App Overload: When demand is high ex, 110 packets instead of 100, apps will queue it up, but users click refresh button, then effective demand goes to 220 and higher. Meanwhile server will be responding to queries after a user has already hit reload. Effective work is zero, even though the system is at 100%. Solution: Throw away half the packets that arrive, better than getting overloaded exponentially. One of the trick is to reboot the server, which flushes all the queues and resets.
Retry Storm: Imagine a sequence of services calling each other and database is not responding, so service near the database will retry, eventually the calling service above will retry “One retry doubles the load”, and if there are 4 services, the load on DB will be 8 times.
So Culprits: Queue and Retry?
HTTP Keep-alive: Sending multiple requests without waiting for response. The header Connection: keep-alive
asks the server to keep the TCP connection open after the server has sent its response, so that the client can send further requests on it. To send another request, the client appends the second request to the first. Similarly, when the server replies with a second response on the same connection, it appends it to the first response
Solutions: Diligent code reviews and testing to find hidden queues and unbounded queue causing unbounded latency. Reduce retries to distressed services. Willing to fail//throttle some requests rather than spiral into collapse. Fail fast is good, rather than fail slow with latency. If retry, share/gossip the fact to all all callers. Exponential backoff with several retries does not work.

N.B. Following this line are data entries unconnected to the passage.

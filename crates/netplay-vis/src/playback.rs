//! Playback state machine for a simulated network.
//!
//! ```text
//!   Idle ──click──▶ Computing ──backend done──▶ Ready ──click──▶ Playing
//!    ▲                  │                         ▲                 │
//!    │                  └──── topology edit ──────┤                 │
//!    └────────────── stop, no packets ────────────┴── stop ─────────┘
//! ```

use std::fmt;

use serde::{Deserialize, Serialize};
use tracing::info;

use crate::error::{Error, Result};

/// Opaque identifier of the network being viewed.
#[derive(Debug, Clone, PartialEq, Eq, Hash, Serialize, Deserialize)]
#[serde(transparent)]
pub struct NetworkId(pub String);

impl NetworkId {
    pub fn new(guid: impl Into<String>) -> Self {
        Self(guid.into())
    }

    pub fn as_str(&self) -> &str {
        &self.0
    }
}

impl fmt::Display for NetworkId {
    fn fmt(&self, f: &mut fmt::Formatter<'_>) -> fmt::Result {
        f.write_str(&self.0)
    }
}

/// Current state of the simulation playback.
#[derive(Debug, Clone, Copy, PartialEq, Eq, Hash, Serialize, Deserialize)]
#[serde(rename_all = "snake_case")]
pub enum PlaybackState {
    /// No simulation; the topology is editable
    Idle,
    /// Waiting for the backend to compute a run
    Computing,
    /// A run is available and can be played
    Ready,
    /// Packets are being animated; edits are refused
    Playing,
}

impl PlaybackState {
    /// Whether the table allows moving from `self` to `next`.
    ///
    /// Re-entering the current state is always allowed and changes nothing.
    pub fn can_transition_to(self, next: PlaybackState) -> bool {
        use PlaybackState::*;
        matches!(
            (self, next),
            (Idle, Computing)
                | (Computing, Ready)
                | (Ready, Playing)
                | (Playing, Ready)
                | (Playing, Idle)
                // Topology edits discard a pending or computed run.
                | (Computing, Idle)
                | (Ready, Idle)
        ) || self == next
    }

    /// Whether the topology may be edited in this state.
    pub fn accepts_edits(self) -> bool {
        self != PlaybackState::Playing
    }

    pub const fn as_str(&self) -> &'static str {
        match self {
            PlaybackState::Idle => "idle",
            PlaybackState::Computing => "computing",
            PlaybackState::Ready => "ready",
            PlaybackState::Playing => "playing",
        }
    }
}

impl fmt::Display for PlaybackState {
    fn fmt(&self, f: &mut fmt::Formatter<'_>) -> fmt::Result {
        f.write_str(self.as_str())
    }
}

/// The single playback state of an open network view.
#[derive(Debug, Clone)]
pub struct PlaybackStateMachine {
    network: NetworkId,
    state: PlaybackState,
}

impl PlaybackStateMachine {
    /// Create a machine at `Idle`.
    pub fn new(network: NetworkId) -> Self {
        Self {
            network,
            state: PlaybackState::Idle,
        }
    }

    /// Re-open a view whose network is already computing or has a result.
    ///
    /// A view is never restored into `Playing`; that falls back to `Ready`.
    pub fn restore(network: NetworkId, state: PlaybackState) -> Self {
        let state = match state {
            PlaybackState::Playing => PlaybackState::Ready,
            other => other,
        };
        Self { network, state }
    }

    pub fn state(&self) -> PlaybackState {
        self.state
    }

    pub fn network(&self) -> &NetworkId {
        &self.network
    }

    /// Move to `next`, returning the previous state.
    pub fn set_state(&mut self, next: PlaybackState) -> Result<PlaybackState> {
        let prev = self.state;
        if !prev.can_transition_to(next) {
            return Err(Error::InvalidTransition { from: prev, to: next });
        }
        if prev != next {
            info!(network = %self.network, from = %prev, to = %next, "playback transition");
            self.state = next;
        }
        Ok(prev)
    }

    /// Force the machine back to `Idle`, returning the previous state.
    pub fn reset(&mut self) -> PlaybackState {
        let prev = self.state;
        if prev != PlaybackState::Idle {
            info!(network = %self.network, from = %prev, "playback reset");
            self.state = PlaybackState::Idle;
        }
        prev
    }
}

/// Counts describing an open view: topology size, queued jobs, loaded
/// frames and live animation timers.
#[derive(Debug, Clone, Serialize, Deserialize)]
pub struct PlaybackStatus {
    pub network: NetworkId,
    pub state: PlaybackState,
    pub node_count: usize,
    pub edge_count: usize,
    pub job_count: usize,
    pub frame_count: usize,
    pub pending_timers: usize,
}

Detection: Using cloudwatch metrics of networkIn, networkOut, networkPacketsIn/Out and form a baseline and then create thresholds. Application load balancers can detect HTTP 500 messages and mark instance as anomalous and the ASG can increase servers intermittently. Bring these metrics into dashboard for easy visualization.
Avoid Overload: Keep malicious traffic out (using Cloudfront, Shield advanced for DDoS and WAF for reject malicious traffic), ask users to back off early (WAF can throttle the requests and send custom error codes back) by explicitly declaring and preventing refreshes, throttle upstream (using SQS, but the queue depth needs to be monitored and producer needs to be informed to stop, probably using a lambda).
Testing: Crush testing, and make sure if system is caching, then requests should be disparate (use iPerf) or AWS Fault Injection service. When the alarms were raised, did the system inform the right parties and how many times.
Batch the requests, sort them, remove duplicates and then update the database. Rinse/Repeat. When batching, make sure one request does not poison the whole batch.Test the system above expected load to explore stateful collapse (crush test), and how quickly does the latency recover.
Availability vs Efficiency
Excess capacity is traditionally added to avoid overload as teams dont want to operate at max loads, but efficiency requires minimizing capacity.